Chris McCrudden, Strategy Director at Edelman, explains why action is key to embracing the new era of optimism in brand communications and marketing.

It feels like most of us made the resolution to be more optimistic when the clock struck midnight on the 31st December. Everyone, from marketers and communicators to politicians in the 50 countries that will hold major elections this year, seems determined to make 2024 the year where we think and act with positivity.

Here at Edelman, we’ve been tracking a chronic optimism gap through our research for several years. This has persisted into our Trust Barometer for 2024, which reveals that people globally are beset by personal worries and existential fears for the future. In a world where 88% of people worry about their jobs and 76% about the effects of climate change, it’s no surprise that people need cheering up.

Yet we shouldn’t confuse this yearning for optimism with a desire for brands and business to deliver escapism. The truth is quite the opposite. Our recent Trust & Climate report showed that 65% of people still think business is not living up to its climate commitments. To earn trust and find growth, brands and business still need to take actions, even as a wider ‘vibe shift’ in society prompts them to rethink the tone, framing and channel mix of how they communicate.

Our full report, Navigating 2024, sets out Edelman’s point of view on how brands and business can embrace this new era for positivity. It offers commentary and recommendations in areas from technology and health to beauty and travel, but here are three key areas where we think business has an opportunity to create optimism through action and communications.

Act now to build a story for AI that that has a happy ending for everyone

2023 was the year when Artificial Intelligence burst into our consciousness as a dystopian science fiction story made real. So, 2024 is the year when smart businesses will show that this story can have a happy ending for more than their shareholders.

Organisations that centre their AI story on reducing costs and shrinking workforces will grapple with waves of scepticism and hostility from their workers, media and the policy makers who will spend much of this year deciding how this technology will be regulated.

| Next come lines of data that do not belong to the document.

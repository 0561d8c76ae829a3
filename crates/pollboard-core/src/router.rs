// List/detail view routing.
//
// The detail view fetches its poll independently of the collection store and
// so carries its own load state.

use crate::model::{Poll, PollId};

/// Message shown when a detail fetch fails.
pub const DETAIL_FAILED_MESSAGE: &str =
    "Failed to fetch poll details. Poll might not exist or network issue.";

#[derive(Debug, Clone, PartialEq)]
pub enum DetailState {
    Loading,
    Loaded(Poll),
    Failed(String),
}

#[derive(Debug, Clone, PartialEq)]
pub enum View {
    /// All polls.
    Collection,
    /// A single poll.
    Detail { poll_id: PollId, state: DetailState },
}

#[derive(Debug, Clone, PartialEq)]
pub struct ViewRouter {
    view: View,
}

impl Default for ViewRouter {
    fn default() -> Self {
        ViewRouter {
            view: View::Collection,
        }
    }
}

impl ViewRouter {
    pub fn new() -> Self {
        Self::default()
    }

    pub fn view(&self) -> &View {
        &self.view
    }

    pub fn selected(&self) -> Option<&PollId> {
        match &self.view {
            View::Collection => None,
            View::Detail { poll_id, .. } => Some(poll_id),
        }
    }

    pub fn is_selected(&self, id: &PollId) -> bool {
        self.selected() == Some(id)
    }

    /// Enter the detail view for `poll_id` in the loading state.
    pub fn select(&mut self, poll_id: PollId) {
        self.view = View::Detail {
            poll_id,
            state: DetailState::Loading,
        };
    }

    /// Return to the collection view. Returns `true` if a detail view was
    /// open.
    pub fn back(&mut self) -> bool {
        let was_detail = matches!(self.view, View::Detail { .. });
        self.view = View::Collection;
        was_detail
    }

    /// Put the detail view back into the loading state for a refetch.
    pub fn reload_detail(&mut self) -> Option<PollId> {
        match &mut self.view {
            View::Detail { poll_id, state } => {
                *state = DetailState::Loading;
                Some(poll_id.clone())
            }
            View::Collection => None,
        }
    }

    /// Apply a detail fetch result. Results for a poll that is no longer
    /// selected are dropped; returns whether the result was applied.
    pub fn resolve_detail(&mut self, id: &PollId, result: Result<Poll, String>) -> bool {
        match &mut self.view {
            View::Detail { poll_id, state } if poll_id == id => {
                *state = match result {
                    Ok(poll) => DetailState::Loaded(poll),
                    Err(message) => DetailState::Failed(message),
                };
                true
            }
            _ => false,
        }
    }

    /// Replace the loaded detail record if it is the same poll.
    pub fn patch_detail(&mut self, poll: &Poll) -> bool {
        match &mut self.view {
            View::Detail {
                poll_id,
                state: DetailState::Loaded(current),
            } if *poll_id == poll.id => {
                *current = poll.clone();
                true
            }
            _ => false,
        }
    }

    /// The loaded detail record, if the detail view has one.
    pub fn detail_poll(&self) -> Option<&Poll> {
        match &self.view {
            View::Detail {
                state: DetailState::Loaded(poll),
                ..
            } => Some(poll),
            _ => None,
        }
    }
}

#[cfg(test)]
mod tests {
    use super::*;

    fn poll(id: &str, question: &str) -> Poll {
        Poll {
            id: PollId::new(id),
            question: question.into(),
            options: vec![],
            created_by: None,
            created_at: None,
        }
    }

    #[test]
    fn starts_on_collection() {
        let router = ViewRouter::new();
        assert_eq!(router.view(), &View::Collection);
        assert!(router.selected().is_none());
    }

    #[test]
    fn select_enters_loading_detail() {
        let mut router = ViewRouter::new();
        router.select(PollId::new("p1"));
        assert_eq!(
            router.view(),
            &View::Detail {
                poll_id: PollId::new("p1"),
                state: DetailState::Loading
            }
        );
        assert!(router.is_selected(&PollId::new("p1")));
    }

    #[test]
    fn resolve_applies_only_to_selected_poll() {
        let mut router = ViewRouter::new();
        router.select(PollId::new("p2"));
        assert!(!router.resolve_detail(&PollId::new("p1"), Ok(poll("p1", "stale"))));
        assert!(router.detail_poll().is_none());

        assert!(router.resolve_detail(&PollId::new("p2"), Ok(poll("p2", "fresh"))));
        assert_eq!(router.detail_poll().unwrap().question, "fresh");
    }

    #[test]
    fn resolve_failure_records_message() {
        let mut router = ViewRouter::new();
        router.select(PollId::new("p1"));
        router.resolve_detail(&PollId::new("p1"), Err(DETAIL_FAILED_MESSAGE.into()));
        assert!(matches!(
            router.view(),
            View::Detail { state: DetailState::Failed(msg), .. } if msg == DETAIL_FAILED_MESSAGE
        ));
    }

    #[test]
    fn back_clears_selection() {
        let mut router = ViewRouter::new();
        router.select(PollId::new("p1"));
        assert!(router.back());
        assert!(router.selected().is_none());
        assert!(!router.back());
    }

    #[test]
    fn result_after_back_is_discarded() {
        let mut router = ViewRouter::new();
        router.select(PollId::new("p1"));
        router.back();
        assert!(!router.resolve_detail(&PollId::new("p1"), Ok(poll("p1", "late"))));
        assert_eq!(router.view(), &View::Collection);
    }

    #[test]
    fn patch_detail_only_touches_loaded_same_poll() {
        let mut router = ViewRouter::new();
        router.select(PollId::new("p1"));
        assert!(!router.patch_detail(&poll("p1", "while loading")));

        router.resolve_detail(&PollId::new("p1"), Ok(poll("p1", "v1")));
        assert!(!router.patch_detail(&poll("p2", "other")));
        assert!(router.patch_detail(&poll("p1", "v2")));
        assert_eq!(router.detail_poll().unwrap().question, "v2");
    }

    #[test]
    fn reload_detail_resets_to_loading() {
        let mut router = ViewRouter::new();
        assert!(router.reload_detail().is_none());
        router.select(PollId::new("p1"));
        router.resolve_detail(&PollId::new("p1"), Ok(poll("p1", "v1")));
        assert_eq!(router.reload_detail(), Some(PollId::new("p1")));
        assert!(router.detail_poll().is_none());
    }
}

They may also risk (as already happened with the National Eating Disorders Association and Tesla) endangering their reputations and their operations by rolling out technology that is not quite ready for primetime.

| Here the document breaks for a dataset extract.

// Process-wide client state: the poll collection and the session.

pub mod polls;
pub mod session;

pub use polls::{PollStore, Upsert};
pub use session::SessionStore;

Instead, the businesses who build trust in their use of AI will use 2024 wisely to cut-through the hype surrounding the technology and shape a calmer, more realistic narrative on what it can achieve in the near and medium term.

Put a pause on sadvertising

There is a lot to be sad about in the world today and people do not want brands to add to that. For many, the ‘sadvert’ that has dominated TV schedules and award wins for the last decade is now inextricably linked with over-earnest brand messages they were inundated with during the pandemic. It’s time for something different.

Hence, comedy is back with a bang. Funny, irreverent campaigns such as Brazilian payment card Flash’s efforts to punk Nike over the cost of a football shirt were all over this year’s Cannes. Meanwhile, Apple’s decision to inject humour into its sustainability report video may have got mixed reviews from social media commentators, but it did succeed in getting people talking passionately about a topic that many find dry. It’s a great illustration of how, when deployed intelligently, humour can cut through complexity and make abstract ideas like carbon emissions feel real.

To navigate this shift successfully, many global brands may have to do things differently. Communicating with humour means being open to experimentation and giving more freedom to their markets. While everyone loves a laugh, what they laugh at is often a local matter.  

Hold your nerve through a challenging time for diversity representation

In the past year, new weight management drugs like Ozempic have literally reshaped Hollywood and stoked fevered speculation as to whether they will end the obesity epidemic.

It’s too early to say whether these medications will really have such a profound effect on society. The speed with which many celebrities, the media and opinion formers rediscovered the idea thinness is beautiful suggests, however, that 2024 will be a challenging year for body positivity.

Brands that take this swing of the fashion pendulum as a signal to go back on their commitments risk a backlash from millions of consumers who feel abandoned and angry after a brief period of inclusion. Those that hold their nerve and continue to engage with, celebrate and design for audiences that were chronically underserved even at the height of this movement will earn their trust and keep their custom through 2024 and beyond.

Acting with optimism

We’ve had a tough few years and there are many more challenges ahead. It’s therefore no surprise that everyone from consumers to hardened marketers need a renewed sense of fun and – dare we say it – hope. Consequently, the tone of what brands and business have to say to customers and stakeholders will be crucial to earning their attention in 2024. Yet turning that attention into the trusted relationship that drives growth is still about taking action. And at a time when business is seen as 52 points more competent than government, business can step up to fill this gap. After all, what greater source – or proof – of optimism is there than the knowledge that things can, and will, get better.